Yup, sedikit banyak, itulah pandanganku tentang jilbab dahulu. Miris, padahal itu hanya sebuah kain penutup saja, tetapi mengapa aku tidak bisa memakainya?

Aku ini terkenal tomboy. Cuek, cara jalannya gagah, omonganku kasar, sangat lihai sekali dalam mengumpat, pemarah, mudah tersinggung, dan pembenci sekali. Hari-hari hanya diisi dengan pikiran negatif. Bahkan aku mendapat julukan “preman”. Lah kok bisa? Karena kalau sudah marah, gak bakal noleh kanan kiri atau siapa yang akan dihadapi. Laki-lakipun kutantang dengan menunjuk hidungnya dalam jarak cuma selebar jari-jari tangan yang terbuka!

Beneran, aku gak mengada-ada. Seburuk itulah aku dulu. Lagu yang mengisi hari-hariku itu lagu-lagu setan. Korn, Limpbizkit, System of Down, Distrubed. Itu yang masih berbau sedikit slow. Bahkan musik underground-pun pernah kulahap dengan tenang.

Ah, masa kelam ya.. sekarang jadi malu kalau ingat itu. Padahal dulu aku merasa sangat keren tiap kali mendengarkan lagu-lagu itu. Ah..

Waktu itu masih bekerja di salah satu supermarket ternama. Setelah dua tahun menjadi satpam, aku hendak dipindahkan ke departeman kasir. Tapi kutolak. Malas sekali ribet dengan kaum wanita yang super duper bawel dan amboi, ramai sekali kalau berceloteh. Akhirnya dengan sedikit nekat, aku memilih menjadi salah satu staff butcher saja, yang didominasi kaum lelaki. Ya jelaslah semua kaum lelaki, wong kerjanya berat.
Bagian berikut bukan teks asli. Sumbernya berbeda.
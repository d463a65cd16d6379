//! stubhook-core: build hooks that keep type stubs honest
//!
//! A native Python extension ships a `.pyi` stub next to its compiled module.
//! The stub is produced by a generator binary living in the same Cargo project,
//! so it can only be refreshed from a full source checkout. This crate wraps a
//! standard package builder and, right before each wheel, sdist or editable
//! build, regenerates and installs that stub when it can.
//!
//! ## The sequence
//!
//! **Detect**: is `Cargo.toml` at the project root? If not, we are building
//! from a stripped source distribution and the stub is already in place.
//!
//! **Generate**: run `cargo run --bin stub_gen --features python` and wait.
//! A non-zero exit aborts the build with the captured output attached.
//!
//! **Install**: copy the generated stub into the package directory and drop
//! an empty `py.typed` marker beside it.
//!
//! **Delegate**: hand the original arguments to the wrapped builder and return
//! whatever filename it reports.
//!
//! ## Example
//!
//! ```rust,no_run
//! use std::path::Path;
//! use stubhook_core::backend::ScriptBackend;
//! use stubhook_core::hooks::BuildHooks;
//! use stubhook_core::layout::ProjectLayout;
//!
//! let layout = ProjectLayout::current_dir()?;
//! let backend = ScriptBackend::new("setuptools.build_meta", layout.root());
//! let hooks = BuildHooks::new(backend, layout);
//!
//! let wheel = hooks.build_wheel(Path::new("dist"), None, None)?;
//! println!("built {wheel}");
//! # Ok::<(), anyhow::Error>(())
//! ```
//!
//! ## Pieces
//!
//! - [`context`]: decide between a full checkout and a stripped distribution
//! - [`process`]: blocking child processes behind the [`process::ProcessRunner`] seam
//! - [`generator`]: the stub generator invocation
//! - [`install`]: stub copy and compliance marker
//! - [`hooks`]: the three delegating build hooks
//! - [`backend`]: a [`hooks::PackageBuilder`] that drives any PEP 517 backend through Python

pub mod backend;
pub mod context;
pub mod error;
pub mod generator;
pub mod hooks;
pub mod install;
pub mod layout;
pub mod process;

pub use error::{BackendError, GenerationError};
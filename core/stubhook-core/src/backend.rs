//! A [`PackageBuilder`] that drives a PEP 517 backend in a Python subprocess.
//!
//! The hook call is rendered into a short script run with `python -c`. Every
//! argument crosses the boundary as JSON, and the returned filename comes back
//! through a file named by `sys.argv[1]` so stray prints from the backend can't
//! corrupt it.

use std::fs;
use std::path::{Path, PathBuf};

use anyhow::{anyhow, Context, Result};
use indoc::formatdoc;
use serde::Serialize;
use tempfile::TempDir;
use tracing::{debug, info_span};

use crate::error::{BackendError, ExitCode};
use crate::hooks::{ConfigSettings, Hook, PackageBuilder};
use crate::process::{CommandLine, ProcessRunner, SystemRunner};

pub const DEFAULT_BACKEND: &str = "setuptools.build_meta";
pub const DEFAULT_PYTHON: &str = "python3";

#[derive(Debug, Clone)]
pub struct ScriptBackend<R = SystemRunner> {
    backend: String,
    python: String,
    source_tree: PathBuf,
    runner: R,
}

impl ScriptBackend {
    /// `backend` is either `module` or `module:object`, as in `pyproject.toml`.
    pub fn new(backend: impl Into<String>, source_tree: impl Into<PathBuf>) -> Self {
        Self {
            backend: backend.into(),
            python: DEFAULT_PYTHON.to_string(),
            source_tree: source_tree.into(),
            runner: SystemRunner,
        }
    }
}

impl<R> ScriptBackend<R> {
    pub fn with_python(mut self, python: impl Into<String>) -> Self {
        self.python = python.into();
        self
    }

    pub fn with_runner<T: ProcessRunner>(self, runner: T) -> ScriptBackend<T> {
        ScriptBackend {
            backend: self.backend,
            python: self.python,
            source_tree: self.source_tree,
            runner,
        }
    }

    pub fn backend(&self) -> &str {
        &self.backend
    }

    fn backend_import(&self) -> String {
        if let Some((module, object)) = self.backend.split_once(':') {
            format!("from {module} import {object} as backend")
        } else {
            format!("import {} as backend", self.backend)
        }
    }
}

impl<R: ProcessRunner> ScriptBackend<R> {
    fn call(
        &self,
        hook: Hook,
        directory: &Path,
        config_settings: Option<&ConfigSettings>,
        metadata_directory: Option<Option<&Path>>,
    ) -> Result<String> {
        let _span = info_span!("run_python_script", hook = hook.function_name()).entered();

        let mut call_args = vec![py_json(&directory)?, py_json(&config_settings)?];
        if let Some(metadata_directory) = metadata_directory {
            call_args.push(py_json(&metadata_directory)?);
        }
        let call_args = call_args
            .iter()
            .map(|arg| format!("json.loads({arg})"))
            .collect::<Vec<_>>()
            .join(", ");

        let script = formatdoc! {r#"
            import json
            import sys

            {import}

            filename = backend.{function}({call_args})
            with open(sys.argv[1], "w") as fp:
                fp.write(filename)
            "#,
            import = self.backend_import(),
            function = hook.function_name(),
        };

        let scratch = TempDir::new().context("creating scratch directory for backend output")?;
        let outfile = scratch.path().join(format!("{}.txt", hook.function_name()));
        let outfile_arg = outfile
            .to_str()
            .ok_or_else(|| anyhow!("scratch path is not UTF-8: {}", outfile.display()))?;

        debug!(
            "Calling `{}.{}({})`",
            self.backend,
            hook.function_name(),
            call_args
        );
        let command = CommandLine::new(&self.python).args(["-c", script.as_str(), outfile_arg]);
        let outcome = self.runner.run(&command, &self.source_tree)?;
        if !outcome.success() {
            return Err(BackendError {
                backend: self.backend.clone(),
                hook: hook.function_name(),
                status: ExitCode(outcome.code),
                stdout: outcome.stdout,
                stderr: outcome.stderr,
            }
            .into());
        }

        let filename = fs::read_to_string(&outfile).with_context(|| {
            format!(
                "`{}.{}` did not report an artifact",
                self.backend,
                hook.function_name()
            )
        })?;
        let filename = filename.trim();
        if filename.is_empty() {
            return Err(anyhow!(
                "`{}.{}` returned an empty filename",
                self.backend,
                hook.function_name()
            ));
        }
        Ok(filename.to_string())
    }
}

impl<R: ProcessRunner> PackageBuilder for ScriptBackend<R> {
    fn build_wheel(
        &self,
        wheel_directory: &Path,
        config_settings: Option<&ConfigSettings>,
        metadata_directory: Option<&Path>,
    ) -> Result<String> {
        self.call(
            Hook::Wheel,
            wheel_directory,
            config_settings,
            Some(metadata_directory),
        )
    }

    fn build_sdist(
        &self,
        sdist_directory: &Path,
        config_settings: Option<&ConfigSettings>,
    ) -> Result<String> {
        self.call(Hook::Sdist, sdist_directory, config_settings, None)
    }

    fn build_editable(
        &self,
        wheel_directory: &Path,
        config_settings: Option<&ConfigSettings>,
        metadata_directory: Option<&Path>,
    ) -> Result<String> {
        self.call(
            Hook::Editable,
            wheel_directory,
            config_settings,
            Some(metadata_directory),
        )
    }
}

/// Python string literal holding the JSON encoding of `value`.
///
/// A JSON string is also a valid Python string literal, so encoding twice
/// yields source text that `json.loads` turns back into `value`.
fn py_json<T: Serialize + ?Sized>(value: &T) -> Result<String> {
    let json = serde_json::to_string(value).context("encoding hook argument")?;
    Ok(serde_json::to_string(&json)?)
}

#[cfg(test)]
mod tests {
    use super::*;
    use crate::hooks::ConfigValue;
    use crate::process::ProcessOutcome;
    use std::cell::RefCell;

    /// Pretends to be Python: records the script and writes `reply` to argv[1].
    struct FakePython {
        reply: Option<&'static str>,
        code: i32,
        scripts: RefCell<Vec<String>>,
    }

    impl FakePython {
        fn replying(reply: &'static str) -> Self {
            Self {
                reply: Some(reply),
                code: 0,
                scripts: RefCell::new(Vec::new()),
            }
        }
    }

    impl ProcessRunner for FakePython {
        fn run(&self, command: &CommandLine, _cwd: &Path) -> Result<ProcessOutcome> {
            assert_eq!(command.args[0], "-c");
            self.scripts.borrow_mut().push(command.args[1].clone());
            if let Some(reply) = self.reply {
                fs::write(&command.args[2], reply)?;
            }
            Ok(ProcessOutcome {
                code: Some(self.code),
                stdout: String::new(),
                stderr: if self.code == 0 {
                    String::new()
                } else {
                    "ModuleNotFoundError: No module named 'setuptools'".into()
                },
            })
        }
    }

    #[test]
    fn wheel_call_passes_all_arguments() {
        let runner = FakePython::replying("pkg-1.0-py3-none-any.whl\n");
        let backend = ScriptBackend::new(DEFAULT_BACKEND, "/src").with_runner(&runner);
        let mut settings = ConfigSettings::new();
        settings.insert("key".into(), ConfigValue::Single("value".into()));

        let name = backend
            .build_wheel(Path::new("/out"), Some(&settings), Some(Path::new("/meta")))
            .expect("wheel");

        assert_eq!(name, "pkg-1.0-py3-none-any.whl");
        let scripts = runner.scripts.borrow();
        assert!(scripts[0].contains("import setuptools.build_meta as backend"));
        assert!(scripts[0].contains("backend.build_wheel(json.loads("));
        assert!(scripts[0].contains(r#"\"/meta\""#));
        assert!(scripts[0].contains(r#"{\"key\":\"value\"}"#));
    }

    #[test]
    fn sdist_call_has_two_arguments() {
        let runner = FakePython::replying("pkg-1.0.tar.gz");
        let backend = ScriptBackend::new("maturin", "/src").with_runner(&runner);

        let name = backend.build_sdist(Path::new("/out"), None).expect("sdist");

        assert_eq!(name, "pkg-1.0.tar.gz");
        let scripts = runner.scripts.borrow();
        assert!(scripts[0].contains(r#"backend.build_sdist(json.loads("\"/out\""), json.loads("null"))"#));
    }

    #[test]
    fn object_backend_uses_from_import() {
        let backend = ScriptBackend::new("setuptools.build_meta:__legacy__", "/src");
        assert_eq!(
            backend.backend_import(),
            "from setuptools.build_meta import __legacy__ as backend"
        );
    }

    #[test]
    fn failing_interpreter_is_backend_error() {
        let runner = FakePython {
            reply: None,
            code: 1,
            scripts: RefCell::new(Vec::new()),
        };
        let backend = ScriptBackend::new(DEFAULT_BACKEND, "/src").with_runner(&runner);

        let err = backend
            .build_editable(Path::new("/out"), None, None)
            .unwrap_err();
        let typed = err.downcast_ref::<BackendError>().expect("backend error");

        assert_eq!(typed.hook, "build_editable");
        assert!(typed.stderr.contains("No module named"));
    }

    #[test]
    fn empty_reply_is_rejected() {
        let runner = FakePython::replying("  \n");
        let backend = ScriptBackend::new(DEFAULT_BACKEND, "/src").with_runner(&runner);

        let err = backend.build_sdist(Path::new("/out"), None).unwrap_err();
        assert!(err.to_string().contains("empty filename"));
    }

    #[test]
    fn py_json_escapes_quotes() {
        assert_eq!(py_json("a\"b").expect("encode"), r#""\"a\\\"b\"""#);
    }
}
Sudah begitu, harus siap menghadapi barang-barang berbau amis dan menjijikan.

Tetapi aku suka. Bergumul dengan darah daging sapi segar, bau amis ikan yang harum semerbak, dan menikmati saat mencincang ayam utuh menjadi bagian-bagian yang kecil. Rela menghadapi saat semua itu dalam keadaan busuk dan berbau. Belum lagi menyukai kengerian saat memotong tulang iga beku atau buntut sapi beku dengan alat pemotong daging bernama “bonesaw”. Kalian tahu bagaimana bentuknya? Sebuah mesin pisau gergaji tipis dengan gigi-gigi runcing, yang berputar-putar secepat mesin gergaji pohon. Sedikit lengah saja, jari-jarimu akan terpotong! Sudah banyak teman sejawat yang mencicipi pedihnya terpotong mesin itu. Dan tentu saja, cacat adalah taruhannya.
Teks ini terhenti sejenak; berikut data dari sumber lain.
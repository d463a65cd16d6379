//! Build hooks that refresh stubs, then delegate to a wrapped builder.

use std::collections::BTreeMap;
use std::fmt;
use std::path::Path;

use anyhow::Result;
use serde::{Deserialize, Serialize};
use tracing::{debug, info_span};

use crate::context::BuildContext;
use crate::generator::{generate, stub_command};
use crate::install::{install_artifacts, InstallReport};
use crate::layout::ProjectLayout;
use crate::process::{CommandLine, ProcessRunner, SystemRunner};

/// Front-end supplied `config_settings`, passed through untouched.
pub type ConfigSettings = BTreeMap<String, ConfigValue>;

/// A `config_settings` value: PEP 517 allows a string or a list of strings.
#[derive(Debug, Clone, PartialEq, Eq, Serialize, Deserialize)]
#[serde(untagged)]
pub enum ConfigValue {
    Single(String),
    Multiple(Vec<String>),
}

/// The three build operations this crate wraps.
#[derive(Debug, Clone, Copy, PartialEq, Eq)]
pub enum Hook {
    Wheel,
    Sdist,
    Editable,
}

impl Hook {
    /// PEP 517 function name.
    pub fn function_name(self) -> &'static str {
        match self {
            Hook::Wheel => "build_wheel",
            Hook::Sdist => "build_sdist",
            Hook::Editable => "build_editable",
        }
    }
}

impl fmt::Display for Hook {
    fn fmt(&self, f: &mut fmt::Formatter<'_>) -> fmt::Result {
        f.write_str(match self {
            Hook::Wheel => "wheel",
            Hook::Sdist => "sdist",
            Hook::Editable => "editable",
        })
    }
}

/// The standard builder being wrapped. Each method returns the basename of the
/// artifact it wrote into the given directory.
pub trait PackageBuilder {
    fn build_wheel(
        &self,
        wheel_directory: &Path,
        config_settings: Option<&ConfigSettings>,
        metadata_directory: Option<&Path>,
    ) -> Result<String>;

    fn build_sdist(
        &self,
        sdist_directory: &Path,
        config_settings: Option<&ConfigSettings>,
    ) -> Result<String>;

    fn build_editable(
        &self,
        wheel_directory: &Path,
        config_settings: Option<&ConfigSettings>,
        metadata_directory: Option<&Path>,
    ) -> Result<String>;
}

impl<B: PackageBuilder + ?Sized> PackageBuilder for &B {
    fn build_wheel(
        &self,
        wheel_directory: &Path,
        config_settings: Option<&ConfigSettings>,
        metadata_directory: Option<&Path>,
    ) -> Result<String> {
        (**self).build_wheel(wheel_directory, config_settings, metadata_directory)
    }

    fn build_sdist(
        &self,
        sdist_directory: &Path,
        config_settings: Option<&ConfigSettings>,
    ) -> Result<String> {
        (**self).build_sdist(sdist_directory, config_settings)
    }

    fn build_editable(
        &self,
        wheel_directory: &Path,
        config_settings: Option<&ConfigSettings>,
        metadata_directory: Option<&Path>,
    ) -> Result<String> {
        (**self).build_editable(wheel_directory, config_settings, metadata_directory)
    }
}

/// Outcome of the generation sequence that precedes every build.
#[derive(Debug, Clone, PartialEq, Eq)]
pub enum Preparation {
    /// Not a full checkout; whatever stub is in the tree ships as is.
    Skipped(BuildContext),
    Installed(InstallReport),
}

/// Detect, then generate and install when the tree is a full checkout.
pub fn prepare_stubs(
    runner: &impl ProcessRunner,
    command: &CommandLine,
    layout: &ProjectLayout,
) -> Result<Preparation> {
    debug!(root = %layout.root().display(), "detecting build context");
    let context = BuildContext::detect(layout);
    if !context.requires_generation() {
        debug!(?context, "skipping stub generation");
        return Ok(Preparation::Skipped(context));
    }

    generate(runner, command, layout.root())?;
    let report = install_artifacts(layout)?;
    debug!("stubs installed");
    Ok(Preparation::Installed(report))
}

/// Wheel/sdist/editable hooks around a [`PackageBuilder`].
///
/// Nothing is cached: every hook call re-detects the build context. A
/// generation or filesystem failure returns before the builder is touched.
#[derive(Debug)]
pub struct BuildHooks<B, R = SystemRunner> {
    builder: B,
    runner: R,
    layout: ProjectLayout,
    command: CommandLine,
}

impl<B: PackageBuilder> BuildHooks<B> {
    pub fn new(builder: B, layout: ProjectLayout) -> Self {
        Self {
            builder,
            runner: SystemRunner,
            layout,
            command: stub_command(),
        }
    }
}

impl<B, R> BuildHooks<B, R> {
    /// Swap the process runner used for the stub generator.
    pub fn with_runner<T: ProcessRunner>(self, runner: T) -> BuildHooks<B, T> {
        BuildHooks {
            builder: self.builder,
            runner,
            layout: self.layout,
            command: self.command,
        }
    }

    pub fn with_command(mut self, command: CommandLine) -> Self {
        self.command = command;
        self
    }

    pub fn layout(&self) -> &ProjectLayout {
        &self.layout
    }

    pub fn builder(&self) -> &B {
        &self.builder
    }

    pub fn runner(&self) -> &R {
        &self.runner
    }
}

impl<B: PackageBuilder, R: ProcessRunner> BuildHooks<B, R> {
    /// Run only the generation sequence.
    pub fn prepare(&self) -> Result<Preparation> {
        prepare_stubs(&self.runner, &self.command, &self.layout)
    }

    pub fn build_wheel(
        &self,
        wheel_directory: &Path,
        config_settings: Option<&ConfigSettings>,
        metadata_directory: Option<&Path>,
    ) -> Result<String> {
        let _span = info_span!("build_hook", hook = %Hook::Wheel).entered();
        self.prepare()?;
        debug!("delegating to wrapped builder");
        self.builder
            .build_wheel(wheel_directory, config_settings, metadata_directory)
    }

    pub fn build_sdist(
        &self,
        sdist_directory: &Path,
        config_settings: Option<&ConfigSettings>,
    ) -> Result<String> {
        let _span = info_span!("build_hook", hook = %Hook::Sdist).entered();
        self.prepare()?;
        debug!("delegating to wrapped builder");
        self.builder.build_sdist(sdist_directory, config_settings)
    }

    pub fn build_editable(
        &self,
        wheel_directory: &Path,
        config_settings: Option<&ConfigSettings>,
        metadata_directory: Option<&Path>,
    ) -> Result<String> {
        let _span = info_span!("build_hook", hook = %Hook::Editable).entered();
        self.prepare()?;
        debug!("delegating to wrapped builder");
        self.builder
            .build_editable(wheel_directory, config_settings, metadata_directory)
    }
}

#[cfg(test)]
mod tests {
    use super::*;

    #[test]
    fn config_value_is_untagged() {
        let mut settings = ConfigSettings::new();
        settings.insert("--build-option".into(), ConfigValue::Single("--quiet".into()));
        settings.insert(
            "--global-option".into(),
            ConfigValue::Multiple(vec!["-v".into(), "-q".into()]),
        );

        let json = serde_json::to_string(&settings).expect("json");
        assert_eq!(
            json,
            r#"{"--build-option":"--quiet","--global-option":["-v","-q"]}"#
        );
    }

    #[test]
    fn hook_names_follow_pep517() {
        assert_eq!(Hook::Wheel.function_name(), "build_wheel");
        assert_eq!(Hook::Sdist.function_name(), "build_sdist");
        assert_eq!(Hook::Editable.function_name(), "build_editable");
        assert_eq!(Hook::Editable.to_string(), "editable");
    }
}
Sudah bisa membayangkan bagaimana jantannya aku ketika itu?

Nah, bekerja di supermarket, saat bulan Ramadhan diwajibkan memakai jilbab. Dan jujur, saat itu sangat menyiksaku. Sudah tidak suka dengan kain persegi yang tipis berkibar-kibar itu, eh malah dalam keadaan bekerja dipaksa memakainya. Jelas-jelas akan menyusahkan ruang gerak.

Sedikit-sedikit lepas jilbab. Gerah. Rambut rasanya gatal. Panas. Padahal, tempat kerjanya kan be-AC. Tetapi badan ini kok rasanya berkeringat terus ditutupi seluruh tubuh seperti itu. Sesak.
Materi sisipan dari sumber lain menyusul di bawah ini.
//! Stub installation into the package tree.

use std::fs::{self, File};
use std::path::{Path, PathBuf};

use anyhow::{Context, Result};
use tracing::{info, warn};

use crate::layout::ProjectLayout;

/// What [`install_artifacts`] left in the package directory.
#[derive(Debug, Clone, PartialEq, Eq)]
pub struct InstallReport {
    /// In-package stub path, or `None` when the generator produced nothing.
    pub stub: Option<PathBuf>,
    pub marker: PathBuf,
}

/// Copy the generated stub into the package and write the `py.typed` marker.
///
/// A missing generator output is logged and tolerated; the marker is written
/// regardless. Filesystem failures propagate.
pub fn install_artifacts(layout: &ProjectLayout) -> Result<InstallReport> {
    let package = layout.package_path();
    fs::create_dir_all(&package)
        .with_context(|| format!("creating package directory {}", package.display()))?;

    let source = layout.stub_output_path();
    let stub = if source.is_file() {
        let dest = layout.package_stub_path();
        fs::copy(&source, &dest).with_context(|| {
            format!("copying {} to {}", source.display(), dest.display())
        })?;
        info!(from = %source.display(), to = %dest.display(), "copied stub");
        Some(dest)
    } else {
        warn!(path = %source.display(), "stub file was not generated");
        None
    };

    let marker = layout.typed_marker_path();
    write_typed_marker(&marker)?;
    info!(path = %marker.display(), "created py.typed marker");

    Ok(InstallReport { stub, marker })
}

/// Create or truncate `path` to an empty file.
pub fn write_typed_marker(path: &Path) -> Result<()> {
    File::create(path).with_context(|| format!("writing marker {}", path.display()))?;
    Ok(())
}

#[cfg(test)]
mod tests {
    use super::*;
    use tempfile::tempdir;

    #[test]
    fn copies_stub_and_writes_marker() {
        let tmp = tempdir().expect("tempdir");
        fs::write(tmp.path().join("pymboot.pyi"), "def ping() -> None: ...\n").expect("stub");
        let layout = ProjectLayout::new(tmp.path());

        let report = install_artifacts(&layout).expect("install");

        let stub = report.stub.expect("stub copied");
        assert_eq!(stub, tmp.path().join("pymboot/__init__.pyi"));
        assert_eq!(
            fs::read_to_string(stub).expect("read"),
            "def ping() -> None: ...\n"
        );
        assert_eq!(fs::metadata(&report.marker).expect("marker").len(), 0);
    }

    #[test]
    fn missing_stub_still_writes_marker() {
        let tmp = tempdir().expect("tempdir");
        let layout = ProjectLayout::new(tmp.path());

        let report = install_artifacts(&layout).expect("install");

        assert!(report.stub.is_none());
        assert!(!layout.package_stub_path().exists());
        assert!(report.marker.is_file());
    }

    #[test]
    fn overwrites_previous_stub() {
        let tmp = tempdir().expect("tempdir");
        let layout = ProjectLayout::new(tmp.path());
        fs::create_dir_all(layout.package_path()).expect("mkdir");
        fs::write(layout.package_stub_path(), "stale").expect("old stub");
        fs::write(layout.stub_output_path(), "fresh").expect("new stub");

        install_artifacts(&layout).expect("install");

        assert_eq!(
            fs::read_to_string(layout.package_stub_path()).expect("read"),
            "fresh"
        );
    }

    #[test]
    fn marker_twice_stays_empty() {
        let tmp = tempdir().expect("tempdir");
        let marker = tmp.path().join("py.typed");

        write_typed_marker(&marker).expect("first");
        write_typed_marker(&marker).expect("second");

        assert_eq!(fs::read(&marker).expect("read"), b"");
    }

    #[test]
    fn marker_resets_foreign_content() {
        let tmp = tempdir().expect("tempdir");
        let marker = tmp.path().join("py.typed");
        fs::write(&marker, "partial\n").expect("seed");

        write_typed_marker(&marker).expect("write");

        assert_eq!(fs::metadata(&marker).expect("meta").len(), 0);
    }

    #[test]
    fn package_path_blocked_by_file_fails() {
        let tmp = tempdir().expect("tempdir");
        fs::write(tmp.path().join("pymboot"), "not a directory").expect("blocker");
        let layout = ProjectLayout::new(tmp.path());

        let err = install_artifacts(&layout).unwrap_err();
        assert!(format!("{err:#}").contains("creating package directory"));
    }
}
Bahkan, sering aku ngumpet masuk ke dalam ruangan frozen yang sebesar kamar tidur, tempat menyimpan barang-barang beku. Seperti daging, ayam, kentang, nugget. Berdiam lima menit di situ, setelah puas baru keluar lagi. Atau kalau tidak di situ, lebih sering memasukan serutan es batu dari mesin “ice maker” ke dalam baju! Wah, ironis sekali ya.

Menyedihkan, sampai segitunya aku dengan jilbab.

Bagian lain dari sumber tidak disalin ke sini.